What then is the purpose of knowing where threatened species occur? Locality data for threatened species helps to focus monitoring and management attention. If managers know about species’ management requirements and specific periods of sensitivity, they can try to steer their management practices accordingly. For example, large ground-nesting birds (such as Denham’s and White-bellied Bustards, and Blue Cranes) are most vulnerable to human disturbance when they are breeding. Their breeding seasons (in spring and summer) do not overlap with foresters’ fire season, which means this disturbance is not a direct concern. However, fire might be a concern for Wattled Cranes (Bugeranus carunculatus), because they breed in winter, in the fire season. Livestock disturbance is a concern regardless of breeding season, because it is a continuous disturbance that could impact breeding success and chick survival, and so should be targeted by managers.
In comparison to these large birds, the Swamp Nightjar (Caprimulgus natalensis) is also a ground-nesting bird, but it is more sensitive to disturbances and more habitat specific, with a preference for coastal grassland, dotted with Lala palms, near wetlands and rivers.

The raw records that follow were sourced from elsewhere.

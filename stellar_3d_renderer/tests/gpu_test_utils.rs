#![allow(dead_code)]
//! GPU test utilities - shared VulkanGraphicsDevice for the core integration tests
//!
//! `ash-window::create_surface()` refuses a second surface for the same
//! window on some platforms, so every test in a binary shares one device
//! (and one hidden window), like an application would.

use stellar_3d_renderer::stellar3d::render::Config;
use stellar_3d_renderer_vulkan::stellar3d::VulkanGraphicsDevice;
use std::sync::OnceLock;
use winit::event_loop::{EventLoop, EventLoopBuilder};
use winit::window::Window;

#[cfg(target_os = "windows")]
use winit::platform::windows::EventLoopBuilderExtWindows;

/// Global VulkanGraphicsDevice instance (initialized once)
static GPU_GRAPHICS_DEVICE: OnceLock<VulkanGraphicsDevice> = OnceLock::new();

/// Window backing the shared device's surface
static GPU_WINDOW: OnceLock<Window> = OnceLock::new();

/// Get the shared VulkanGraphicsDevice for GPU tests
///
/// The EventLoop is leaked with `mem::forget`: it cannot live in a static
/// and the window must outlive every test.
pub fn get_test_graphics_device() -> &'static VulkanGraphicsDevice {
    GPU_GRAPHICS_DEVICE.get_or_init(|| {
        let (window, event_loop) = create_test_window();

        let graphics_device = VulkanGraphicsDevice::new(&window, &test_config())
            .expect("Failed to create VulkanGraphicsDevice for tests");

        std::mem::forget(event_loop);
        GPU_WINDOW.set(window).ok();

        graphics_device
    })
}

/// Window of the shared device
pub fn get_test_window() -> &'static Window {
    get_test_graphics_device();
    GPU_WINDOW.get().expect("test window initialized with the device")
}

pub fn test_config() -> Config {
    Config {
        app_name: "Stellar3D GPU Tests".to_string(),
        ..Config::default()
    }
}

/// Create a hidden 800x600 test window
#[allow(deprecated)]
pub fn create_test_window() -> (Window, EventLoop<()>) {
    // cargo test runs tests off the main thread
    let event_loop = {
        #[cfg(target_os = "windows")]
        {
            EventLoopBuilder::new()
                .with_any_thread(true)
                .build()
                .unwrap()
        }
        #[cfg(not(target_os = "windows"))]
        {
            EventLoopBuilder::new().build().unwrap()
        }
    };

    let window_attrs = Window::default_attributes()
        .with_title("Stellar3D GPU Test Window")
        .with_inner_size(winit::dpi::PhysicalSize::new(800, 600))
        .with_visible(false);

    let window = event_loop.create_window(window_attrs).unwrap();
    (window, event_loop)
}
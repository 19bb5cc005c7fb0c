/// RenderPass trait and render pass descriptor (attachments, subpasses, dependencies)

use bitflags::bitflags;
use crate::device::TextureFormat;

/// Subpass index standing for work outside the render pass
pub const SUBPASS_EXTERNAL: u32 = u32::MAX;

/// Load operation for an attachment
#[derive(Debug, Clone, Copy, PartialEq, Eq)]
pub enum LoadOp {
    Load,
    Clear,
    DontCare,
}

/// Store operation for an attachment
#[derive(Debug, Clone, Copy, PartialEq, Eq)]
pub enum StoreOp {
    Store,
    DontCare,
}

/// Image layout
#[derive(Debug, Clone, Copy, PartialEq, Eq)]
pub enum ImageLayout {
    Undefined,
    /// Storage image access
    General,
    ColorAttachment,
    DepthStencilAttachment,
    DepthStencilReadOnly,
    ShaderReadOnly,
    TransferSrc,
    TransferDst,
    PresentSrc,
}

/// Descriptor for a single attachment in a render pass
#[derive(Debug, Clone, PartialEq)]
pub struct AttachmentDesc {
    pub format: TextureFormat,
    /// Number of samples (1 = no MSAA)
    pub samples: u32,
    pub load_op: LoadOp,
    pub store_op: StoreOp,
    pub stencil_load_op: LoadOp,
    pub stencil_store_op: StoreOp,
    pub initial_layout: ImageLayout,
    pub final_layout: ImageLayout,
}

impl AttachmentDesc {
    /// Color attachment starting from an undefined layout
    pub fn color(format: TextureFormat, load_op: LoadOp, store_op: StoreOp, final_layout: ImageLayout) -> Self {
        Self {
            format,
            samples: 1,
            load_op,
            store_op,
            stencil_load_op: LoadOp::DontCare,
            stencil_store_op: StoreOp::DontCare,
            initial_layout: ImageLayout::Undefined,
            final_layout,
        }
    }

    /// Depth attachment starting from an undefined layout
    pub fn depth(format: TextureFormat, load_op: LoadOp, store_op: StoreOp, final_layout: ImageLayout) -> Self {
        Self {
            format,
            samples: 1,
            load_op,
            store_op,
            stencil_load_op: if format.has_stencil() { load_op } else { LoadOp::DontCare },
            stencil_store_op: StoreOp::DontCare,
            initial_layout: ImageLayout::Undefined,
            final_layout,
        }
    }
}

/// Reference from a subpass to one render pass attachment
#[derive(Debug, Clone, Copy, PartialEq, Eq)]
pub struct AttachmentReference {
    /// Index into `RenderPassDesc::attachments`
    pub attachment: u32,
    /// Layout the attachment is in during the subpass
    pub layout: ImageLayout,
}

/// One subpass of a render pass
#[derive(Debug, Clone, Default, PartialEq)]
pub struct SubpassDesc {
    pub input_attachments: Vec<AttachmentReference>,
    pub color_attachments: Vec<AttachmentReference>,
    pub depth_stencil_attachment: Option<AttachmentReference>,
    /// Attachments not used by this subpass whose contents later subpasses read
    pub preserve_attachments: Vec<u32>,
}

bitflags! {
    /// Pipeline stages for dependency scopes
    #[derive(Debug, Clone, Copy, PartialEq, Eq, Hash)]
    pub struct PipelineStages: u32 {
        const TOP_OF_PIPE = 1 << 0;
        const VERTEX_SHADER = 1 << 1;
        const FRAGMENT_SHADER = 1 << 2;
        const EARLY_FRAGMENT_TESTS = 1 << 3;
        const LATE_FRAGMENT_TESTS = 1 << 4;
        const COLOR_ATTACHMENT_OUTPUT = 1 << 5;
        const COMPUTE_SHADER = 1 << 6;
        const TRANSFER = 1 << 7;
        const RAY_TRACING_SHADER = 1 << 8;
        const BOTTOM_OF_PIPE = 1 << 9;
        const ALL_COMMANDS = 1 << 10;
    }
}

bitflags! {
    /// Memory access types for dependency scopes
    #[derive(Debug, Clone, Copy, PartialEq, Eq, Hash)]
    pub struct AccessFlags: u32 {
        const INPUT_ATTACHMENT_READ = 1 << 0;
        const UNIFORM_READ = 1 << 1;
        const SHADER_READ = 1 << 2;
        const SHADER_WRITE = 1 << 3;
        const COLOR_ATTACHMENT_READ = 1 << 4;
        const COLOR_ATTACHMENT_WRITE = 1 << 5;
        const DEPTH_STENCIL_ATTACHMENT_READ = 1 << 6;
        const DEPTH_STENCIL_ATTACHMENT_WRITE = 1 << 7;
        const TRANSFER_READ = 1 << 8;
        const TRANSFER_WRITE = 1 << 9;
        const MEMORY_READ = 1 << 10;
        const MEMORY_WRITE = 1 << 11;
    }
}

/// Execution and memory dependency between two subpasses
///
/// Either side may be `SUBPASS_EXTERNAL`.
#[derive(Debug, Clone, Copy, PartialEq, Eq)]
pub struct SubpassDependency {
    pub src_subpass: u32,
    pub dst_subpass: u32,
    pub src_stages: PipelineStages,
    pub dst_stages: PipelineStages,
    pub src_access: AccessFlags,
    pub dst_access: AccessFlags,
    /// Framebuffer-local dependency (pixel only depends on the same pixel)
    pub by_region: bool,
}

/// Descriptor for creating a render pass
#[derive(Debug, Clone, Default, PartialEq)]
pub struct RenderPassDesc {
    pub attachments: Vec<AttachmentDesc>,
    pub subpasses: Vec<SubpassDesc>,
    pub dependencies: Vec<SubpassDependency>,
}

impl RenderPassDesc {
    /// One subpass writing `colors` then an optional `depth` attachment
    ///
    /// External dependencies order the writes after earlier sampling of the
    /// same images and make the results visible to later fragment shaders.
    pub fn single_subpass(colors: Vec<AttachmentDesc>, depth: Option<AttachmentDesc>) -> Self {
        let color_refs: Vec<AttachmentReference> = (0..colors.len() as u32)
            .map(|attachment| AttachmentReference {
                attachment,
                layout: ImageLayout::ColorAttachment,
            })
            .collect();
        let depth_ref = depth.as_ref().map(|_| AttachmentReference {
            attachment: colors.len() as u32,
            layout: ImageLayout::DepthStencilAttachment,
        });

        let write_stages = PipelineStages::COLOR_ATTACHMENT_OUTPUT
            | PipelineStages::EARLY_FRAGMENT_TESTS
            | PipelineStages::LATE_FRAGMENT_TESTS;
        let write_access = AccessFlags::COLOR_ATTACHMENT_WRITE | AccessFlags::DEPTH_STENCIL_ATTACHMENT_WRITE;

        let mut attachments = colors;
        attachments.extend(depth);

        Self {
            attachments,
            subpasses: vec![SubpassDesc {
                color_attachments: color_refs,
                depth_stencil_attachment: depth_ref,
                ..Default::default()
            }],
            dependencies: vec![
                SubpassDependency {
                    src_subpass: SUBPASS_EXTERNAL,
                    dst_subpass: 0,
                    src_stages: PipelineStages::FRAGMENT_SHADER,
                    dst_stages: write_stages,
                    src_access: AccessFlags::SHADER_READ,
                    dst_access: write_access,
                    by_region: false,
                },
                SubpassDependency {
                    src_subpass: 0,
                    dst_subpass: SUBPASS_EXTERNAL,
                    src_stages: write_stages,
                    dst_stages: PipelineStages::FRAGMENT_SHADER,
                    src_access: write_access,
                    dst_access: AccessFlags::SHADER_READ,
                    by_region: false,
                },
            ],
        }
    }
}

/// Render pass trait
pub trait RenderPass: Send + Sync {
    fn attachment_count(&self) -> u32;

    fn subpass_count(&self) -> u32;
}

It follows that a foresters’ tolerance for mismanagement of disturbances (fire and grazing) in these ecosystems should be substantially smaller.
On the research front, 2019 marked the launch of a new research project by Rebecca Cawood about using threatened fauna as surrogates for ecosystem integrity, and species diversity of aquatic insects. It will help tremendously if we know whether the occurrence of threatened fauna can tell us something about the health of ecosystems, or about populations of other sensitive species. More news along these lines will surface from the Mondi Ecological Network Programme (MENP), as soon as the first results are published.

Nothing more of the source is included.